#### What is required:
Reproduce exactly, and only, the lines below from the one containing "use crate::state::LandCoverState;" through the one containing "after the commit.".

[[ Extracted material, beginning ]]

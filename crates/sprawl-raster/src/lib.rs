//! Raster data model for the Sprawl land-use change simulation.
//!
//! This crate models the gridded study area: typed single-band rasters with
//! per-cell validity, boolean masks with set combinators, a fixed small
//! smoothing kernel, and driver-factor normalization with per-factor range
//! statistics.
//!
//! # Modules
//!
//! - [`error`] -- Error types for raster construction and normalization.
//! - [`grid`] -- [`RasterGrid`], a row-major `f32` grid with a validity
//!   array derived from a caller-supplied no-data sentinel.
//! - [`mask`] -- [`Mask`], a boolean grid with combinators and conversion
//!   to a 0/1 indicator grid.
//! - [`kernel`] -- [`Kernel`], a fixed 5x5 linear smoothing kernel applied
//!   with zero padding and validity masking.
//! - [`factors`] -- [`NormalizedFactorStack`], co-registered driver layers
//!   independently rescaled to [0,1] with recorded min/max statistics.

pub mod error;
pub mod factors;
pub mod grid;
pub mod kernel;
pub mod mask;

// Re-export primary types at crate root.
pub use error::RasterError;
pub use factors::{FactorRange, NormalizedFactorStack, RESTRICTED_THRESHOLD, RawFactor};
pub use grid::RasterGrid;
pub use kernel::Kernel;
pub use mask::Mask;
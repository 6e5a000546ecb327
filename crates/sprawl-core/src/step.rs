//! One growth-allocation iteration.
//!
//! An iteration recomputes the urban mask, estimates neighborhood
//! influence, assembles the oracle's probability surface, combines the
//! three with the decaying pressure scalar, and converts the highest
//! ranked eligible cells:
//!
//! ```text
//! combined = probability * (1 + neighborhood_weight * influence) * pressure
//! ```
//!
//! Candidates are ranked by `combined` descending and the value at rank
//! `min(quota, candidate_count) - 1` becomes the conversion threshold.
//! Every candidate at or above the threshold converts -- ties at the
//! threshold are all included, so an iteration may convert more than its
//! quota. This tie-inclusive policy is deliberate and reproducibility
//! sensitive: inclusion resolves ties deterministically where picking
//! "the first `quota` cells" would depend on arbitrary cell order.

use tracing::debug;

use sprawl_raster::{NormalizedFactorStack, RasterError};
use serde::{Deserialize, Serialize};

use crate::influence::NeighborhoodInfluence;
use crate::oracle::UrbanizationOracle;
use crate::state::LandCoverState;
use crate::tiler::{AssemblyError, TiledProbabilityAssembler};

/// Errors that can occur during one iteration.
#[derive(Debug, thiserror::Error)]
pub enum StepError {
    /// Probability assembly failed.
    #[error("assembly error: {source}")]
    Assembly {
        /// The underlying assembly error.
        #[from]
        source: AssemblyError,
    },

    /// A raster operation failed.
    #[error("raster error: {source}")]
    Raster {
        /// The underlying raster error.
        #[from]
        source: RasterError,
    },
}

/// The read-only collaborators one iteration needs.
///
/// Bundled so the runner constructs them once and every iteration borrows
/// the same set.
pub struct StepContext<'a> {
    /// The normalized driver layers the oracle consumes.
    pub factors: &'a NormalizedFactorStack,
    /// The external predictive oracle.
    pub oracle: &'a dyn UrbanizationOracle,
    /// The neighborhood influence estimator.
    pub influence: &'a NeighborhoodInfluence,
    /// The tiled probability assembler.
    pub assembler: &'a TiledProbabilityAssembler,
    /// Fixed positive weight on the influence surface in the combination.
    pub neighborhood_weight: f32,
}

impl core::fmt::Debug for StepContext<'_> {
    fn fmt(&self, f: &mut core::fmt::Formatter<'_>) -> core::fmt::Result {
        f.debug_struct("StepContext")
            .field("factors", &self.factors.factor_count())
            .field("neighborhood_weight", &self.neighborhood_weight)
            .finish_non_exhaustive()
    }
}

/// Statistics of one committed iteration.
#[derive(Debug, Clone, PartialEq, Serialize, Deserialize)]
pub struct StepSummary {
    /// 1-based iteration number.
    pub iteration: u32,
    /// Number of eligible candidate cells at the start of the iteration.
    pub candidates: usize,
    /// The per-iteration conversion quota in force.
    pub quota: usize,
    /// The combined-score threshold that gated conversion.
    pub threshold: f32,
    /// Number of cells converted (>= quota when candidates suffice; ties
    /// can push it higher).
    pub converted: usize,
    /// Valid urban cells after the commit.
    pub urban_count: usize,
    /// The pressure scalar that was in force during the iteration.
    pub pressure: f32,
}

/// Outcome of one iteration.
#[derive(Debug, Clone, PartialEq)]
pub enum StepOutcome {
    /// Cells were ranked and converted.
    Converted(StepSummary),
    /// No eligible candidate remained. This is the normal early-termination
    /// condition, not an error.
    NoCandidates,
}

/// Execute one allocation iteration against the working state.
///
/// `pressure` is the current value of the decaying development-pressure
/// scalar; `quota` is the per-iteration conversion target computed once by
/// the runner from the original deficit (not recomputed from the shrinking
/// remainder -- see [`crate::runner`]).
///
/// # Errors
///
/// Returns [`StepError`] if probability assembly or a raster operation
/// fails. The working state is untouched on error: conversion is the last
/// action of an iteration.
pub fn run_step(
    state: &mut LandCoverState,
    ctx: &StepContext<'_>,
    pressure: f32,
    quota: usize,
    iteration: u32,
) -> Result<StepOutcome, StepError> {
    let urban = state.urban_mask();
    let influence_surface = ctx.influence.estimate(&urban, state.valid_mask())?;
    let probability = ctx.assembler.assemble(ctx.factors, ctx.oracle)?;

    let combined: Vec<f32> = probability
        .values()
        .iter()
        .zip(influence_surface.values().iter())
        .map(|(&p, &n)| p * (1.0 + ctx.neighborhood_weight * n) * pressure)
        .collect();

    let candidates = state.candidate_mask()?;
    let indices: Vec<usize> = candidates.iter_ones().collect();
    if indices.is_empty() {
        debug!(iteration, "candidate pool empty, terminating early");
        return Ok(StepOutcome::NoCandidates);
    }

    let scores: Vec<f32> = indices
        .iter()
        .map(|&idx| combined.get(idx).copied().unwrap_or(0.0))
        .collect();

    // Threshold at the quota rank; total_cmp keeps the ordering total even
    // if the oracle emits non-finite values.
    let mut ranked = scores.clone();
    ranked.sort_unstable_by(|a, b| b.total_cmp(a));
    let rank = quota.min(ranked.len()).saturating_sub(1);
    let threshold = ranked.get(rank).copied().unwrap_or(f32::NEG_INFINITY);

    let to_convert: Vec<usize> = indices
        .iter()
        .zip(scores.iter())
        .filter_map(|(&idx, &score)| (score >= threshold).then_some(idx))
        .collect();
    state.commit(&to_convert);

    let summary = StepSummary {
        iteration,
        candidates: indices.len(),
        quota,
        threshold,
        converted: to_convert.len(),
        urban_count: state.urban_count(),
        pressure,
    };
    debug!(
        iteration,
        candidates = summary.candidates,
        quota,
        threshold,
        converted = summary.converted,
        urban_count = summary.urban_count,
        "iteration committed"
    );
    Ok(StepOutcome::Converted(summary))
}
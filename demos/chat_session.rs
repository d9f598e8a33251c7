//! Live chat session against a Supabase project.
//!
//! Needs SUPABASE_URL, SUPABASE_API_KEY, CHAT_USER_ID and CHAT_PEER_ID
//! (a `.env` file works). Run with `RUST_LOG=chat_realtime_rs=debug` to
//! see channel and outbox activity.

use chat_realtime_rs::{
    CoordinatorBuilder, CoordinatorOptions, MemoryStore, SubscriberEvent, SubscriptionDescriptor,
    SupabaseOptions, SupabaseService, TableFilter, Visibility,
};
use std::sync::Arc;
use std::time::Duration;
use tracing_subscriber::EnvFilter;

#[tokio::main]
async fn main() -> Result<(), Box<dyn std::error::Error>> {
    dotenvy::dotenv().ok();
    tracing_subscriber::fmt()
        .with_env_filter(EnvFilter::from_default_env())
        .init();

    let user = std::env::var("CHAT_USER_ID")?;
    let peer = std::env::var("CHAT_PEER_ID")?;

    let remote = Arc::new(SupabaseService::new(SupabaseOptions::from_env()?)?);
    let coordinator = CoordinatorBuilder::new(
        remote,
        Arc::new(MemoryStore::new()),
        CoordinatorOptions::for_user(user.clone()),
    )?
    .build();

    coordinator.on_invalidate(|key| println!("invalidate: {}", key));
    coordinator.start().await?;

    // A screen listening to the notifications table
    let _notifications = coordinator
        .listen(
            SubscriptionDescriptor::new("notifications")
                .table(TableFilter::new("notifications").row_filter(format!("user_id=eq.{}", user))),
            |event| {
                if let SubscriberEvent::Change(change) = event {
                    println!("notification {:?}: {:?}", change.kind, change.new_value);
                }
                Ok(())
            },
        )
        .await?;

    let mut connectivity = coordinator.connectivity();
    tokio::spawn(async move {
        while connectivity.changed().await.is_ok() {
            println!("connectivity: {:?}", *connectivity.borrow_and_update());
        }
    });

    coordinator.set_viewing(Some(peer.as_str()));
    coordinator.set_visibility(Visibility::Foreground).await?;
    coordinator.keystroke(&peer).await;
    let pending = coordinator.send(&peer, "hello from the chat demo", None).await?;
    println!("queued {}", pending.id);

    tokio::time::sleep(Duration::from_secs(5)).await;
    for message in coordinator.get_conversation(&peer) {
        println!("[{:?}] {} -> {}: {}", message.status, message.sender_id, message.recipient_id, message.content);
    }
    println!("{} is {}", peer, coordinator.get_status(&peer));
    println!("{} typing: {}", peer, coordinator.is_typing(&peer));

    tokio::signal::ctrl_c().await?;
    coordinator.shutdown().await;
    Ok(())
}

[[ Extracted material, end ]]

#### Result of the task:
use crate::state::LandCoverState;
use crate::tiler::{AssemblyError, TiledProbabilityAssembler};

/// Errors that can occur during one iteration.
#[derive(Debug, thiserror::Error)]
pub enum StepError {
    /// Probability assembly failed.
    #[error("assembly error: {source}")]
    Assembly {
        /// The underlying assembly error.
        #[from]
        source: AssemblyError,
    },

    /// A raster operation failed.
    #[error("raster error: {source}")]
    Raster {
        /// The underlying raster error.
        #[from]
        source: RasterError,
    },
}

/// The read-only collaborators one iteration needs.
///
/// Bundled so the runner constructs them once and every iteration borrows
/// the same set.
pub struct StepContext<'a> {
    /// The normalized driver layers the oracle consumes.
    pub factors: &'a NormalizedFactorStack,
    /// The external predictive oracle.
    pub oracle: &'a dyn UrbanizationOracle,
    /// The neighborhood influence estimator.
    pub influence: &'a NeighborhoodInfluence,
    /// The tiled probability assembler.
    pub assembler: &'a TiledProbabilityAssembler,
    /// Fixed positive weight on the influence surface in the combination.
    pub neighborhood_weight: f32,
}

impl core::fmt::Debug for StepContext<'_> {
    fn fmt(&self, f: &mut core::fmt::Formatter<'_>) -> core::fmt::Result {
        f.debug_struct("StepContext")
            .field("factors", &self.factors.factor_count())
            .field("neighborhood_weight", &self.neighborhood_weight)
            .finish_non_exhaustive()
    }
}

/// Statistics of one committed iteration.
#[derive(Debug, Clone, PartialEq, Serialize, Deserialize)]
pub struct StepSummary {
    /// 1-based iteration number.
    pub iteration: u32,
    /// Number of eligible candidate cells at the start of the iteration.
    pub candidates: usize,
    /// The per-iteration conversion quota in force.
    pub quota: usize,
    /// The combined-score threshold that gated conversion.
    pub threshold: f32,
    /// Number of cells converted (>= quota when candidates suffice; ties
    /// can push it higher).
    pub converted: usize,
    /// Valid urban cells after the commit.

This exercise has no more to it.